▶ **Instructions for the task**
Say how many lines in the listing below contain the word "RawVec". Give the number alone.

▶ **Extracted material**
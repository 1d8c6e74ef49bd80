//! Concrete constructors of the MTProto service schema.

use crate::deserialize::{Buffer, Error, Result};
use crate::{Deserializable, Identifiable, RawVec, Serializable};

// ─── Key exchange ────────────────────────────────────────────────────────────

tl_struct! {
    #[tl(id = 0x05162463, name = "resPQ")]
    pub struct ResPq {
        pub nonce: [u8; 16],
        pub server_nonce: [u8; 16],
        /// Big-endian product of two primes.
        pub pq: Vec<u8>,
        pub server_public_key_fingerprints: Vec<i64>,
    }
}

tl_struct! {
    /// RSA-encrypted payload of `req_DH_params`; carries the target DC.
    #[tl(id = 0xa9f55f95, name = "p_q_inner_data_dc")]
    pub struct PQInnerDataDc {
        pub pq: Vec<u8>,
        pub p: Vec<u8>,
        pub q: Vec<u8>,
        pub nonce: [u8; 16],
        pub server_nonce: [u8; 16],
        pub new_nonce: [u8; 32],
        pub dc: i32,
    }
}

tl_struct! {
    #[tl(id = 0x79cb045d, name = "server_DH_params_fail")]
    pub struct ServerDhParamsFail {
        pub nonce: [u8; 16],
        pub server_nonce: [u8; 16],
        pub new_nonce_hash: [u8; 16],
    }
}

tl_struct! {
    #[tl(id = 0xd0e8075c, name = "server_DH_params_ok")]
    pub struct ServerDhParamsOk {
        pub nonce: [u8; 16],
        pub server_nonce: [u8; 16],
        /// AES-IGE encrypted `sha1(answer) ‖ answer ‖ padding`.
        pub encrypted_answer: Vec<u8>,
    }
}

tl_struct! {
    #[tl(id = 0xb5890dba, name = "server_DH_inner_data")]
    pub struct ServerDhInnerData {
        pub nonce: [u8; 16],
        pub server_nonce: [u8; 16],
        pub g: i32,
        pub dh_prime: Vec<u8>,
        pub g_a: Vec<u8>,
        pub server_time: i32,
    }
}

tl_struct! {
    #[tl(id = 0x6643b654, name = "client_DH_inner_data")]
    pub struct ClientDhInnerData {
        pub nonce: [u8; 16],
        pub server_nonce: [u8; 16],
        pub retry_id: i64,
        pub g_b: Vec<u8>,
    }
}

tl_struct! {
    #[tl(id = 0x3bcbf734, name = "dh_gen_ok")]
    pub struct DhGenOk {
        pub nonce: [u8; 16],
        pub server_nonce: [u8; 16],
        pub new_nonce_hash1: [u8; 16],
    }
}

tl_struct! {
    #[tl(id = 0x46dc1fb9, name = "dh_gen_retry")]
    pub struct DhGenRetry {
        pub nonce: [u8; 16],
        pub server_nonce: [u8; 16],
        pub new_nonce_hash2: [u8; 16],
    }
}

tl_struct! {
    #[tl(id = 0xa69dae02, name = "dh_gen_fail")]
    pub struct DhGenFail {
        pub nonce: [u8; 16],
        pub server_nonce: [u8; 16],
        pub new_nonce_hash3: [u8; 16],
    }
}

// ─── Service messages ────────────────────────────────────────────────────────

tl_struct! {
    #[tl(id = 0x2144ca19, name = "rpc_error")]
    pub struct RpcError {
        pub error_code: i32,
        pub error_message: String,
    }
}

tl_struct! {
    #[tl(id = 0x62d6b459, name = "msgs_ack")]
    pub struct MsgsAck {
        pub msg_ids: Vec<i64>,
    }
}

tl_struct! {
    #[tl(id = 0xa7eff811, name = "bad_msg_notification")]
    pub struct BadMsgNotification {
        pub bad_msg_id: i64,
        pub bad_msg_seqno: i32,
        pub error_code: i32,
    }
}

tl_struct! {
    #[tl(id = 0xedab447b, name = "bad_server_salt")]
    pub struct BadServerSalt {
        pub bad_msg_id: i64,
        pub bad_msg_seqno: i32,
        pub error_code: i32,
        pub new_server_salt: i64,
    }
}

tl_struct! {
    #[tl(id = 0x9ec20908, name = "new_session_created")]
    pub struct NewSessionCreated {
        pub first_msg_id: i64,
        pub unique_id: i64,
        pub server_salt: i64,
    }
}

tl_struct! {
    #[tl(id = 0x347773c5, name = "pong")]
    pub struct Pong {
        pub msg_id: i64,
        pub ping_id: i64,
    }
}

tl_struct! {
    #[tl(id = 0x0949d9dc, name = "future_salt")]
    pub struct FutureSalt {
        pub valid_since: i32,
        pub valid_until: i32,
        pub salt: i64,
    }
}

tl_struct! {
    #[tl(id = 0x276d3ec6, name = "msg_detailed_info")]
    pub struct MsgDetailedInfo {
        pub msg_id: i64,
        pub answer_msg_id: i64,
        pub bytes: i32,
        pub status: i32,
    }
}

tl_struct! {
    #[tl(id = 0x809db6df, name = "msg_new_detailed_info")]
    pub struct MsgNewDetailedInfo {
        pub answer_msg_id: i64,
        pub bytes: i32,
        pub status: i32,
    }
}

tl_struct! {
    #[tl(id = 0xda69fb52, name = "msgs_state_req")]
    pub struct MsgsStateReq {
        pub msg_ids: Vec<i64>,
    }
}

tl_struct! {
    #[tl(id = 0x7d861a08, name = "msg_resend_req")]
    pub struct MsgResendReq {
        pub msg_ids: Vec<i64>,
    }
}

tl_struct! {
    #[tl(id = 0xe22045fc, name = "destroy_session_ok")]
    pub struct DestroySessionOk {
        pub session_id: i64,
    }
}

tl_struct! {
    #[tl(id = 0x62d350c9, name = "destroy_session_none")]
    pub struct DestroySessionNone {
        pub session_id: i64,
    }
}

// ─── future_salts ────────────────────────────────────────────────────────────

/// `future_salts#ae500895 req_msg_id:long now:int salts:vector<future_salt>`.
///
/// Written by hand because `salts` is a *bare* vector of *bare* constructors,
/// which the generator does not model.
#[derive(Clone, Debug, PartialEq)]
pub struct FutureSalts {
    pub req_msg_id: i64,
    pub now: i32,
    pub salts: Vec<FutureSalt>,
}

impl Identifiable for FutureSalts {
    const CONSTRUCTOR_ID: u32 = 0xae500895;
    const NAME: &'static str = "future_salts";
}

impl Serializable for FutureSalts {
    fn serialize(&self, buf: &mut impl Extend<u8>) {
        Self::CONSTRUCTOR_ID.serialize(buf);
        self.req_msg_id.serialize(buf);
        self.now.serialize(buf);
        (self.salts.len() as i32).serialize(buf);
        for salt in &self.salts {
            salt.valid_since.serialize(buf);
            salt.valid_until.serialize(buf);
            salt.salt.serialize(buf);
        }
    }
}

impl Deserializable for FutureSalts {
    fn deserialize(buf: Buffer) -> Result<Self> {
        let id = u32::deserialize(buf)?;
        if id != Self::CONSTRUCTOR_ID {
            return Err(Error::UnexpectedConstructor { id });
        }
        let req_msg_id = i64::deserialize(buf)?;
        let now = i32::deserialize(buf)?;
        let salts = RawVec::<BareFutureSalt>::deserialize(buf)?
            .0
            .into_iter()
            .map(|b| b.0)
            .collect();
        Ok(Self { req_msg_id, now, salts })
    }
}

struct BareFutureSalt(FutureSalt);

impl Deserializable for BareFutureSalt {
    fn deserialize(buf: Buffer) -> Result<Self> {
        FutureSalt::deserialize_bare(buf).map(BareFutureSalt)
    }
}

▶ **Your solution**
2